Spain detains Catalonia's separatist ex-ministers

Published November 3, 2017
A Spanish Guardia Civil vehicle believed to be transporting members of the deposed Catalan regional government leaves the National Court in Madrid on November 2, 2017 after a judge ordered their detention. —AFP
A Spanish Guardia Civil vehicle believed to be transporting members of the deposed Catalan regional government leaves the National Court in Madrid on November 2, 2017 after a judge ordered their detention. —AFP

A large chunk of Catalonia's deposed government was behind bars early Friday after a Spanish judge ordered the detention of eight ministers pending probes into their role in the region's independence drive, prompting fresh protests.

Carles Puigdemont, dismissed last week as Catalan president by the Spanish government and who has since holed up in Belgium, is likely to be hit with a European arrest warrant after failing to show at the court hearing in Madrid.

Judge Carmen Lamela, who on Thursday had Puigdemont's deputy and seven other deposed regional ministers detained pending a potential trial for alleged sedition, rebellion and misuse of public funds, will issue a warrant for Puigdemont on Friday, a judicial source in Madrid told AFP.

Puigdemont's Belgian lawyer Paul Bekaert had earlier told Flemish television channel VRT that his client told him that the warrant “has been issued against the president and four other ministers who are in Belgium.”

He said he expected that the Spanish judiciary would subsequently send an extradition request to Belgian federal prosecutors, adding that Puigdemont would appeal if a Belgian judge approved the request.

With television channels showing images of police vans with flashing blue lights said to be taking the former ministers to different prisons, Catalans took to the streets in anger and disbelief.

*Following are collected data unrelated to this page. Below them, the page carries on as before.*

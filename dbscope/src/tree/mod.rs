// Copyright (c) 2024-2025 DeepGraph Inc.
// SPDX-License-Identifier: Apache-2.0
//
//! Lazy structure tree over database objects
//!
//! Each node loads its children on demand through the metadata façade (or a
//! direct statement, for vendor kinds) and caches them until explicitly
//! refreshed. Loading is best-effort: an introspection failure leaves the
//! node with an empty child list instead of propagating, so a permissions
//! error browsing one subtree never aborts browsing of its siblings.

mod catalog;
mod database;
mod procedure;
mod schema;
mod table;

pub use catalog::CatalogNode;
pub use database::DatabaseNode;
pub use procedure::ProcedureGroupNode;
pub use schema::SchemaNode;
pub use table::{TableNode, TableTypeNode};

use crate::connection::ConnectionHandle;
use crate::driver::DriverResult;
use crate::plugin::PluginRegistry;
use crate::registry::{RegistryObject, SessionRegistry};
use parking_lot::RwLock;
use serde::{Deserialize, Serialize};
use std::sync::Arc;

/// A node of the structure tree
///
/// Concrete kinds implement loading for their level of the containment
/// hierarchy; vendor-specific kinds come from plugin factories. Nodes are
/// shared through the session registry, so all state is interior.
pub trait StructureNode: Send + Sync {
    /// Registry identifier
    fn id(&self) -> &str;

    fn name(&self) -> &str;

    /// Taxonomy tag, e.g. `"catalog"`, `"table"`, `"mysql_triggers"`
    fn kind(&self) -> &str;

    /// Presentation hint for the client
    fn display_class(&self) -> &str;

    fn is_leaf(&self) -> bool;

    fn qualified_name(&self) -> Option<String> {
        None
    }

    /// Children in load order; triggers a lazy load on first call
    fn children(&self) -> Vec<Arc<dyn StructureNode>>;

    /// Drop cached children; the next `children` call loads again
    fn refresh(&self);

    fn is_loaded(&self) -> bool;
}

/// Client-facing representation of one node
///
/// Serialization never exposes the live object, only these fields.
#[derive(Debug, Clone, PartialEq, Eq, Serialize, Deserialize)]
pub struct NodeSummary {
    pub name: String,
    pub id: String,
    pub leaf: bool,
    pub kind: String,
    pub cls: String,
    #[serde(skip_serializing_if = "Option::is_none")]
    pub qname: Option<String>,
}

/// Serialize one node for the client
pub(crate) fn summarize(node: &dyn StructureNode) -> NodeSummary {
    NodeSummary {
        name: node.name().to_string(),
        id: node.id().to_string(),
        leaf: node.is_leaf(),
        kind: node.kind().to_string(),
        cls: node.display_class().to_string(),
        qname: node.qualified_name(),
    }
}

/// Shared context threaded through every node
///
/// The connection handle is shared, never owned; nodes must not close it.
#[derive(Clone)]
pub(crate) struct NodeContext {
    pub registry: Arc<SessionRegistry>,
    pub handle: Arc<ConnectionHandle>,
    pub plugins: Arc<PluginRegistry>,
}

struct NodeState {
    loaded: bool,
    children: Vec<Arc<dyn StructureNode>>,
}

/// Common identity and load state for non-leaf nodes
///
/// Rust composition in place of a base class: concrete kinds embed this and
/// delegate the Unloaded -> Loaded state machine to `ensure_loaded`.
pub(crate) struct NodeBase {
    id: String,
    ctx: NodeContext,
    state: RwLock<NodeState>,
}

impl NodeBase {
    /// Allocate a registry id for a node under construction
    pub fn new(ctx: NodeContext) -> Self {
        let id = ctx.registry.next_id();
        Self {
            id,
            ctx,
            state: RwLock::new(NodeState {
                loaded: false,
                children: Vec::new(),
            }),
        }
    }

    pub fn id(&self) -> &str {
        &self.id
    }

    pub fn ctx(&self) -> &NodeContext {
        &self.ctx
    }

    /// Run the loader once and cache its children
    ///
    /// Idempotent until `refresh`. A loader error is logged and yields an
    /// empty (not absent) child list; the node still counts as loaded so the
    /// tree stays navigable without hammering a failing introspection call.
    pub fn ensure_loaded<F>(&self, kind: &str, loader: F) -> Vec<Arc<dyn StructureNode>>
    where
        F: FnOnce(&NodeContext) -> DriverResult<Vec<Arc<dyn StructureNode>>>,
    {
        {
            let state = self.state.read();
            if state.loaded {
                return state.children.clone();
            }
        }
        let mut state = self.state.write();
        if state.loaded {
            return state.children.clone();
        }
        match loader(&self.ctx) {
            Ok(children) => {
                state.children = children;
            }
            Err(e) => {
                log::warn!("load failed for {} node {}: {}", kind, self.id, e);
                state.children.clear();
            }
        }
        state.loaded = true;
        state.children.clone()
    }

    pub fn refresh(&self) {
        let mut state = self.state.write();
        state.loaded = false;
        state.children.clear();
    }

    pub fn is_loaded(&self) -> bool {
        self.state.read().loaded
    }
}

/// A leaf object (column, key, index, procedure, vendor object)
///
/// Leaves differ only in their tags, so one type covers them all; deep
/// subclassing for tag-only variation is exactly what the tree avoids.
pub(crate) struct LeafNode {
    id: String,
    name: String,
    kind: String,
    display_class: String,
    qualified_name: Option<String>,
}

impl LeafNode {
    /// Construct and register a leaf
    pub fn create(
        registry: &SessionRegistry,
        name: impl Into<String>,
        kind: impl Into<String>,
        display_class: impl Into<String>,
        qualified_name: Option<String>,
    ) -> Arc<dyn StructureNode> {
        let node: Arc<dyn StructureNode> = Arc::new(Self {
            id: registry.next_id(),
            name: name.into(),
            kind: kind.into(),
            display_class: display_class.into(),
            qualified_name,
        });
        registry.bind(node.id(), RegistryObject::Node(node.clone()));
        node
    }
}

impl StructureNode for LeafNode {
    fn id(&self) -> &str {
        &self.id
    }

    fn name(&self) -> &str {
        &self.name
    }

    fn kind(&self) -> &str {
        &self.kind
    }

    fn display_class(&self) -> &str {
        &self.display_class
    }

    fn is_leaf(&self) -> bool {
        true
    }

    fn qualified_name(&self) -> Option<String> {
        self.qualified_name.clone()
    }

    fn children(&self) -> Vec<Arc<dyn StructureNode>> {
        Vec::new()
    }

    fn refresh(&self) {}

    fn is_loaded(&self) -> bool {
        true
    }
}

/// Unregistered leaf for registry unit tests
#[cfg(test)]
pub(crate) fn test_leaf(name: &str) -> Arc<dyn StructureNode> {
    Arc::new(LeafNode {
        id: format!("test-{}", name),
        name: name.to_string(),
        kind: "test".to_string(),
        display_class: "test".to_string(),
        qualified_name: None,
    })
}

There were protests in front of the Catalan parliament in Barcelona, the regional capital, with police estimating a crowd of 20,000. Others gathered outside town halls across the region including 8,000 people in both Girona and Tarragona.

Those in Barcelona held up their mobile phones like candles and waved separatist flags — red and yellow stripes with a white star — also holding black-and-yellow “libertad” (“freedom”) signs.

The crowds, who included elderly couples and young parents carrying toddlers, chanted “Free political prisoners” and “This isn't justice but dictatorship.”

“It makes you angry even when you don't vote for independence because every time a disproportionate measure is taken, it only fuels independence,” said retired teacher Dolores, 66.

Puigdemont called in a statement broadcast on Catalan TV from an undisclosed location for the release of the ministers and said that the situation “is no longer an internal Spanish affair”.

“The international community, and especially the European community, must realise the danger these attitudes represent,” he said.

Flight risk

A total of 20 people including Puigdemont, Junqueras and the speaker of the Catalan regional parliament had been summoned for questioning on Thursday.

A hearing of the speaker of Catalan's parliament and five others at the Supreme Court was adjourned until November 9 after their lawyers requested more time to prepare their defence.

Puigdemont and four others with him in Belgium failed to show.

In respect to his no-show at the hearing, Bekaert said his client “did not find a climate conducive to testifying and it would be better to put a bit of distance between it”.

In her ruling, judge Lamela said she had ordered preventive detention for those who remained because of a possible flight risk.

“Let's remember that some of the defendants have already gone to other countries, dodging possible penal responsibilities,” she wrote.

A ninth former minister, who resigned last Friday, was also remanded in custody but will be set free if he pays bail of 50,000 euros.

Independence drive

Catalan demands for independence date back centuries but have surged in recent years, in part due to a difficult economic situation.

Puigdemont's government organised an independence referendum on October 1 despite a court ban. Spanish police tried and failed to stop it, in some cases firing rubber bullets at people defending polling stations.

A declaration of independence by the Catalan parliament followed last Friday.

But that same day, Rajoy dismissed the regional government, imposing direct rule on Catalonia and called regional elections for December 21.

'Failed state'

Marta Rovira, a lawyer and Catalan separatist lawmaker, briefly broke down in tears as she spoke to reporters in Madrid after the announcement of the detentions.

“The Spanish state is a failed state, a state that has failed democratically,” she said. “I'm convinced we won't surrender, we won't, we will fight until the end.”

But Catalans, fiercely proud of their language and culture, remain deeply divided about independence, polls indicate.

The European Union has swung firmly behind Rajoy. Spain's central bank warned Thursday of a possible recession in Catalonia if the crisis continues.

In addition, there are signs of growing divisions in the separatist camp, with many unhappy with Puigdemont, particularly now he is hundreds of miles away from the region he hopes to lead to independence.